I have a page that sends an XHR request when a form is submitted and I would like to get Chrome to break when it receives a response. It seems like the best way to accomplish this would be if Chrome has a javascript function that I can call that breaks execution but I've been unable to find anything like that so far. Is there another solution?

Edit:

I don't actually have a callback defined for the request so I can't set a breakpoint that way. The request is being sent with this line of jquery code:

$.post(this.action, $(this).serialize(), null, "script");

where this is a form element. The null argument is where you would usually define a callback but with the "script" argument, raw javascript is returned by the server and then directly executed, so it seems the only way to break and step through the code is with the debugger; statement. This works, but when stepping through the code you can't actually see which line you are on so its a little awkward. I suspect that this is a limitation of Chrome's debugging tools.

+1  A: 

You can just set a breakpoint in the success callback and step through the debugger. To set a breakpoint:

  1. Open "Developer Tools", and click the "Scripts" tab on the top.
  2. Select the script that contains the success callback for your AJAX request.
  3. Click the line number on the left hand side where you want the breakpoint. A blue arrow will show up indicating the breakpoint has been set.
  4. Then make the AJAX request as you would, and the debugger will automatically stop at the breakpoint you set.
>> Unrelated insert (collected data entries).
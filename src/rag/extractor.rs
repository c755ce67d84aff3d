//! Structured clause extraction.
//!
//! Each clause is sent to the generation backend under a system instruction
//! that demands one raw JSON object with nine fixed fields. Output that does
//! not parse strictly goes through a defaulting pass instead of failing, so a
//! single malformed clause never aborts a document.

use serde::{Deserialize, Serialize};
use serde_json::{Map, Value};
use std::sync::Arc;
use tracing::warn;

use super::generator::{GenerationRequest, Generator};
use super::types::Clause;
use crate::error::{RagError, Result};

pub const EXTRACTION_SYSTEM_PROMPT: &str = r#"You are a precise legal contract analyst. You receive exactly one clause or section of a contract.
Return a single raw JSON object and nothing else: no explanations, no Markdown, no code fences.
Every field must always be present. When information is missing use null for duration, an empty string for text fields, an empty list for lists, and false for booleans.

The object must have exactly this shape:
{
  "clause_type": "<kind of clause, e.g. 'Payment Terms'>",
  "parties_involved": ["<party>", ...],
  "summary": "<plain English summary of the clause>",
  "biased_toward": "Client" | "Provider" | "Neutral",
  "risks": ["<risk>", ...],
  "obligations": ["<one obligation per item>", ...],
  "duration": "<deadline, term or effective period>" | null,
  "is_termination_clause": true | false,
  "is_confidentiality_clause": true | false
}

Only describe the clause you are given. Use "Neutral" when neither party clearly benefits. Name parties consistently."#;

pub const FIELDS: [&str; 9] = [
    "clause_type",
    "parties_involved",
    "summary",
    "biased_toward",
    "risks",
    "obligations",
    "duration",
    "is_termination_clause",
    "is_confidentiality_clause",
];

#[derive(Debug, Clone, Copy, PartialEq, Eq, Default, Serialize, Deserialize)]
pub enum Bias {
    Client,
    Provider,
    #[default]
    Neutral,
}

impl Bias {
    fn parse(value: &str) -> Option<Self> {
        match value.trim().to_ascii_lowercase().as_str() {
            "client" => Some(Bias::Client),
            "provider" => Some(Bias::Provider),
            "neutral" => Some(Bias::Neutral),
            _ => None,
        }
    }
}

#[derive(Debug, Clone, PartialEq, Default, Serialize, Deserialize)]
pub struct ClauseAnnotation {
    pub clause_type: String,
    pub parties_involved: Vec<String>,
    pub summary: String,
    pub biased_toward: Bias,
    pub risks: Vec<String>,
    pub obligations: Vec<String>,
    pub duration: Option<String>,
    pub is_termination_clause: bool,
    pub is_confidentiality_clause: bool,
}

#[derive(Debug, Clone, PartialEq, Serialize, Deserialize)]
pub struct ExtractedClauseRecord {
    pub position: usize,
    pub clause: String,
    pub annotation: ClauseAnnotation,
    /// Fields filled by the defaulting pass; empty when the output parsed cleanly.
    #[serde(default, skip_serializing_if = "Vec::is_empty")]
    pub repaired_fields: Vec<String>,
}

impl ExtractedClauseRecord {
    pub fn was_repaired(&self) -> bool {
        !self.repaired_fields.is_empty()
    }
}

pub struct ClauseExtractor {
    generator: Arc<dyn Generator>,
}

impl ClauseExtractor {
    pub fn new(generator: Arc<dyn Generator>) -> Self {
        Self { generator }
    }

    async fn request(&self, clause_text: &str) -> Result<String> {
        let request = GenerationRequest::json(EXTRACTION_SYSTEM_PROMPT, clause_text);
        self.generator.generate(&request).await
    }

    /// Strict extraction: malformed output is an `ExtractionMalformed` error.
    pub async fn extract(&self, clause_text: &str) -> Result<ClauseAnnotation> {
        let raw = self.request(clause_text).await?;
        parse_annotation(&raw)
    }

    /// Lenient extraction used during processing. Only backend failures are errors;
    /// malformed output is repaired and logged.
    pub async fn extract_record(&self, clause: &Clause) -> Result<ExtractedClauseRecord> {
        let raw = self.request(&clause.text).await?;

        let (annotation, repaired_fields) = match parse_annotation(&raw) {
            Ok(annotation) => (annotation, Vec::new()),
            Err(err) => {
                let (annotation, repaired) = repair_annotation(&raw);
                warn!(
                    position = clause.position,
                    error = %err,
                    repaired = ?repaired,
                    "extraction output malformed; defaults applied"
                );
                (annotation, repaired)
            }
        };

        Ok(ExtractedClauseRecord {
            position: clause.position,
            clause: clause.text.clone(),
            annotation,
            repaired_fields,
        })
    }
}

/// Parse generation output as a complete clause record. All nine fields must be
/// present; only `duration` may be null.
pub fn parse_annotation(raw: &str) -> Result<ClauseAnnotation> {
    let value: Value = serde_json::from_str(raw.trim())
        .map_err(|e| RagError::ExtractionMalformed(e.to_string()))?;
    let object = value
        .as_object()
        .ok_or_else(|| RagError::ExtractionMalformed("output is not a JSON object".into()))?;

    if let Some(missing) = FIELDS.iter().find(|field| !object.contains_key(**field)) {
        return Err(RagError::ExtractionMalformed(format!(
            "missing field '{}'",
            missing
        )));
    }

    serde_json::from_value(value).map_err(|e| RagError::ExtractionMalformed(e.to_string()))
}

/// Defaulting pass. Present, usable fields are kept; absent, null or unusable
/// fields take their neutral default and are reported by name.
pub fn repair_annotation(raw: &str) -> (ClauseAnnotation, Vec<String>) {
    let value = locate_json_object(raw).and_then(|s| serde_json::from_str::<Value>(s).ok());
    let empty = Map::new();
    let object = value.as_ref().and_then(Value::as_object).unwrap_or(&empty);
    repair_object(object)
}

pub fn repair_object(object: &Map<String, Value>) -> (ClauseAnnotation, Vec<String>) {
    let clause_type = present(object, "clause_type").and_then(as_text);
    let parties_involved = present(object, "parties_involved").and_then(as_list);
    let summary = present(object, "summary").and_then(as_text);
    let biased_toward = present(object, "biased_toward")
        .and_then(Value::as_str)
        .and_then(Bias::parse);
    let risks = present(object, "risks").and_then(as_list);
    let obligations = present(object, "obligations").and_then(as_list);
    let is_termination_clause = present(object, "is_termination_clause").and_then(as_flag);
    let is_confidentiality_clause =
        present(object, "is_confidentiality_clause").and_then(as_flag);

    // Null is a legitimate duration; only an absent or unusable value is repaired.
    let (duration, duration_ok) = match object.get("duration") {
        None => (None, false),
        Some(Value::Null) => (None, true),
        Some(value) => {
            let text = as_text(value);
            let ok = text.is_some();
            (text, ok)
        }
    };

    let usable = [
        clause_type.is_some(),
        parties_involved.is_some(),
        summary.is_some(),
        biased_toward.is_some(),
        risks.is_some(),
        obligations.is_some(),
        duration_ok,
        is_termination_clause.is_some(),
        is_confidentiality_clause.is_some(),
    ];
    let repaired = FIELDS
        .iter()
        .zip(usable)
        .filter(|(_, ok)| !ok)
        .map(|(name, _)| name.to_string())
        .collect();

    let annotation = ClauseAnnotation {
        clause_type: clause_type.unwrap_or_default(),
        parties_involved: parties_involved.unwrap_or_default(),
        summary: summary.unwrap_or_default(),
        biased_toward: biased_toward.unwrap_or_default(),
        risks: risks.unwrap_or_default(),
        obligations: obligations.unwrap_or_default(),
        duration,
        is_termination_clause: is_termination_clause.unwrap_or(false),
        is_confidentiality_clause: is_confidentiality_clause.unwrap_or(false),
    };
    (annotation, repaired)
}

fn present<'a>(object: &'a Map<String, Value>, name: &str) -> Option<&'a Value> {
    object.get(name).filter(|v| !v.is_null())
}

/// Outermost `{ ... }` span, ignoring surrounding prose or code fences.
fn locate_json_object(raw: &str) -> Option<&str> {
    let start = raw.find('{')?;
    let end = raw.rfind('}')?;
    (start < end).then(|| &raw[start..=end])
}

fn as_text(value: &Value) -> Option<String> {
    match value {
        Value::String(s) => Some(s.clone()),
        Value::Number(n) => Some(n.to_string()),
        Value::Bool(b) => Some(b.to_string()),
        _ => None,
    }
}

fn as_list(value: &Value) -> Option<Vec<String>> {
    match value {
        Value::Array(items) => Some(items.iter().filter_map(as_text).collect()),
        Value::String(s) if s.trim().is_empty() => Some(Vec::new()),
        Value::String(s) => Some(vec![s.clone()]),
        _ => None,
    }
}

fn as_flag(value: &Value) -> Option<bool> {
    match value {
        Value::Bool(b) => Some(*b),
        Value::String(s) => match s.trim().to_ascii_lowercase().as_str() {
            "true" | "yes" => Some(true),
            "false" | "no" => Some(false),
            _ => None,
        },
        _ => None,
    }
}
mod fs;
mod manifest;
mod memory;

pub use fs::FsBlobStore;
pub use manifest::{ClauseManifest, MANIFEST_FORMAT_VERSION};
pub use memory::MemoryBlobStore;

use async_trait::async_trait;
use std::sync::Arc;

use super::extractor::ExtractedClauseRecord;
use super::types::DocumentId;
use crate::error::{RagError, Result};

/// Flat key/value blob storage. Keys are `/`-separated relative paths.
#[async_trait]
pub trait BlobStore: Send + Sync {
    async fn get(&self, key: &str) -> Result<Option<Vec<u8>>>;
    async fn put(&self, key: &str, bytes: &[u8]) -> Result<()>;
    async fn exists(&self, key: &str) -> Result<bool>;
    async fn delete(&self, key: &str) -> Result<()>;
}

/// Document, index and record storage for contracts on top of a [`BlobStore`].
#[derive(Clone)]
pub struct ContractStore {
    blobs: Arc<dyn BlobStore>,
}

impl ContractStore {
    pub fn new(blobs: Arc<dyn BlobStore>) -> Self {
        Self { blobs }
    }

    pub fn text_key(id: &DocumentId) -> String {
        format!("texts/{}.txt", id)
    }

    pub fn index_key(id: &DocumentId, revision: &str) -> String {
        format!("indexes/{}/{}.idx", id, revision)
    }

    pub fn records_key(id: &DocumentId, revision: &str) -> String {
        format!("records/{}/{}.json", id, revision)
    }

    pub fn manifest_key(id: &DocumentId) -> String {
        format!("manifests/{}.json", id)
    }

    pub async fn get_text(&self, id: &DocumentId) -> Result<String> {
        let bytes = self
            .blobs
            .get(&Self::text_key(id))
            .await?
            .ok_or_else(|| RagError::SourceNotFound(id.to_string()))?;
        String::from_utf8(bytes)
            .map_err(|_| RagError::Storage(format!("document {} is not valid UTF-8", id)))
    }

    pub async fn put_text(&self, id: &DocumentId, text: &str) -> Result<()> {
        self.blobs.put(&Self::text_key(id), text.as_bytes()).await
    }

    pub async fn has_text(&self, id: &DocumentId) -> Result<bool> {
        self.blobs.exists(&Self::text_key(id)).await
    }

    pub async fn get_index_blob(&self, id: &DocumentId, revision: &str) -> Result<Vec<u8>> {
        let key = Self::index_key(id, revision);
        self.blobs
            .get(&key)
            .await?
            .ok_or_else(|| RagError::IndexCorrupt(format!("manifest references missing {}", key)))
    }

    pub async fn put_index_blob(
        &self,
        id: &DocumentId,
        revision: &str,
        bytes: &[u8],
    ) -> Result<String> {
        let key = Self::index_key(id, revision);
        self.blobs.put(&key, bytes).await?;
        Ok(key)
    }

    pub async fn get_records_blob(&self, id: &DocumentId, revision: &str) -> Result<Vec<u8>> {
        let key = Self::records_key(id, revision);
        self.blobs
            .get(&key)
            .await?
            .ok_or_else(|| RagError::IndexCorrupt(format!("manifest references missing {}", key)))
    }

    pub async fn put_records_blob(
        &self,
        id: &DocumentId,
        revision: &str,
        records: &[ExtractedClauseRecord],
    ) -> Result<(String, Vec<u8>)> {
        let key = Self::records_key(id, revision);
        let bytes = serde_json::to_vec_pretty(records)?;
        self.blobs.put(&key, &bytes).await?;
        Ok((key, bytes))
    }

    /// Current manifest, or `None` when the document was never processed.
    pub async fn manifest(&self, id: &DocumentId) -> Result<Option<ClauseManifest>> {
        match self.blobs.get(&Self::manifest_key(id)).await? {
            Some(bytes) => {
                let manifest: ClauseManifest = serde_json::from_slice(&bytes)
                    .map_err(|e| RagError::IndexCorrupt(format!("manifest for {}: {}", id, e)))?;
                Ok(Some(manifest))
            }
            None => Ok(None),
        }
    }

    /// Single write that makes a revision visible.
    pub async fn commit_manifest(&self, manifest: &ClauseManifest) -> Result<()> {
        let bytes = serde_json::to_vec_pretty(manifest)?;
        self.blobs
            .put(&Self::manifest_key(&manifest.document_id), &bytes)
            .await
    }

    pub async fn delete(&self, key: &str) -> Result<()> {
        self.blobs.delete(key).await
    }
}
Alternatively, you can use the debugger statement to automatically invoke the debugger. So with this your success callback may look like:

success: function(data, textStatus, request) {
    debugger; // pause execution and opens debugger at this point
    ...
}

Also checkout this nice article for debugging JavaScript.

However, the first approach is better as it doesn't require you to modify your code.

Anurag
Thank you for the well thought out answer. The debugger statement definitely got me a lot closer. I edited my question to clarify that I don't actually have a callback function defined so setting a breakpoint with debugger seems to be the only option.